This textbook specifically addresses the topic of workplace issues for individuals with mental illness. Times are changing. Treatments for mental health concerns have improved drastically over recent decades, as has the understanding that individuals with mental illness can be meaningful, contributing members of occupational environments. Access to more effective treatments along with suitable accommodation strategies have increased the number of individuals with mental illness available to engage in the workforce, providing employers with a new, traditionally undervalued contingent of workers. Improvements in treatment have also allowed workers who may have previously been required to leave the workplace as a result of poor mental health to maintain their working situation. This has, in turn, improved employee retention, and reduced employee turnover and the loss of expertise held by employees with mental health concerns.
Legislative requirements surrounding issues of mental illness in the workplace have also changed. Specifically, many countries around the world are making, or have made, steps to increase legal protections for individuals with mental illness. New legislative environments ensure that employers are responsible to avoid harassment and discrimination related to mental health. Further, requirements to accommodate for mental illness are also common. However, such protections are not without complications. More and more, employers are becoming versed in their responsibilities to employees with respect to avoidance of discrimination and the need for accommodation. They have also continued to increase knowledge and competency regarding the requirement for and the know-how surrounding accommodation for physical disabilities. On the other hand, in the experience of the authors, it seems that employers find mental illness less well defined. They report feeling unsure about issues of assessment, intervention, and accommodation in the area of mental health. Consequently, this text is intended to provide a global review of mental health in the workplace, while, at the same time, providing some practical advice to employers about how to approach the more daunting areas of workplace mental health.
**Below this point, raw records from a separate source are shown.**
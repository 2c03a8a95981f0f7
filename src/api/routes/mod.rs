//! API Routes
//!
//! Route handlers organized by functionality.

pub mod activity;
pub mod auth;
pub mod calendar;
pub mod dashboard;
pub mod friends;
pub mod goals;
pub mod health;
pub mod notes;
pub mod profile;
pub mod users;
//! Calendar notes

use chrono::{DateTime, NaiveDate, Utc};
use serde::{Deserialize, Serialize};

use super::timestamp;

/// Free-text note attached to a calendar day
#[derive(Debug, Clone, Serialize, Deserialize, PartialEq)]
pub struct CalendarNote {
    pub id: String,
    pub user_id: String,
    pub date: NaiveDate,
    pub content: String,
    #[serde(with = "timestamp")]
    pub created_at: DateTime<Utc>,
    #[serde(with = "timestamp")]
    pub updated_at: DateTime<Utc>,
}

/// Create payload
#[derive(Debug, Clone, Serialize, Deserialize, PartialEq)]
pub struct NewNote {
    pub date: NaiveDate,
    pub content: String,
}
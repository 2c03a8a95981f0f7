//! Auth Routes
//!
//! - POST /api/v1/auth/sign-up - Create an account and its profile
//! - POST /api/v1/auth/sign-in - Sign in (`remember_me` keeps the session)
//! - POST /api/v1/auth/sign-out - Sign out and mark the user offline
//! - GET /api/v1/auth/session - Current session

use axum::{extract::State, http::StatusCode, Json};
use std::sync::Arc;

use crate::api::dto::{SessionResponse, SignInRequest, SignUpRequest, SignUpResponse};
use crate::api::error::{ApiError, ApiResult};
use crate::api::state::AppState;
use crate::session::SignUpStatus;

/// POST /api/v1/auth/sign-up
pub async fn sign_up(
    State(state): State<Arc<AppState>>,
    Json(req): Json<SignUpRequest>,
) -> ApiResult<(StatusCode, Json<SignUpResponse>)> {
    validate_credentials(&req.email, &req.password)?;

    let response = match state
        .sessions
        .sign_up(req.email.trim(), &req.password, req.username.trim())
        .await?
    {
        SignUpStatus::SignedIn(session) => {
            state.reset_session_state().await;
            state.record_activity(session.user_id(), "sign_up").await;
            SignUpResponse {
                user_id: session.user.id.clone(),
                confirmation_required: false,
                session: Some(SessionResponse::from(&session)),
            }
        }
        SignUpStatus::ConfirmationRequired(user) => SignUpResponse {
            user_id: user.id,
            confirmation_required: true,
            session: None,
        },
    };

    Ok((StatusCode::CREATED, Json(response)))
}

/// POST /api/v1/auth/sign-in
///
/// Refreshes the login streak and marks the user online.
pub async fn sign_in(
    State(state): State<Arc<AppState>>,
    Json(req): Json<SignInRequest>,
) -> ApiResult<Json<SessionResponse>> {
    validate_credentials(&req.email, &req.password)?;

    let session = state
        .sessions
        .sign_in(req.email.trim(), &req.password, req.remember_me)
        .await?;
    state.reset_session_state().await;
    state.record_activity(session.user_id(), "login").await;

    Ok(Json(SessionResponse::from(&session)))
}

/// POST /api/v1/auth/sign-out
pub async fn sign_out(State(state): State<Arc<AppState>>) -> ApiResult<StatusCode> {
    let result = state.sessions.sign_out().await;
    state.reset_session_state().await;
    result?;
    Ok(StatusCode::NO_CONTENT)
}

/// GET /api/v1/auth/session
pub async fn current_session(
    State(state): State<Arc<AppState>>,
) -> ApiResult<Json<SessionResponse>> {
    let session = state.sessions.require().await?;
    Ok(Json(SessionResponse::from(&session)))
}

fn validate_credentials(email: &str, password: &str) -> ApiResult<()> {
    if email.trim().is_empty() || !email.contains('@') {
        return Err(ApiError::Validation("A valid e-mail address is required".into()));
    }
    if password.is_empty() {
        return Err(ApiError::Validation("Password is required".into()));
    }
    Ok(())
}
Employer familiarity with mental illness and related approaches in the workplace is integral to a healthy workplace for many reasons. First, individuals with mental illnesses have been, and continue to be, under-represented in the workplace. Similar to individuals with other types of disabilities, individuals with mental illness represent a contingent of working capital whose value has been traditionally underestimated. Second, disability costs related to issues of mental health are known to be among the highest of all types of disabilities, and they are continuing to increase at an alarming rate. In order to be competitive locally, nationally, and internationally, employers will have to acquire knowledge and skills related to the management of issues surrounding mental illness. Third, competency for management of mental health in the workplace will assist employers in maintaining compliance with legislative requirements and avoiding potential litigation related to inappropriate management. Fourth, increased knowledge and skills for employers will lead to better accommodation and treatment of individuals with mental illness in the workplace. Such improvements will lead to better inclusion, access, and accommodation for working persons with mental health issues. Finally, individuals with mental illness will experience the benefits that often result from participation in meaningful work. Increases in self-competency, self-esteem, and social/occupational functioning for individuals with mental health should never be overlooked as a justification for ensuring workplaces are adequately prepared to assist and accommodate where necessary.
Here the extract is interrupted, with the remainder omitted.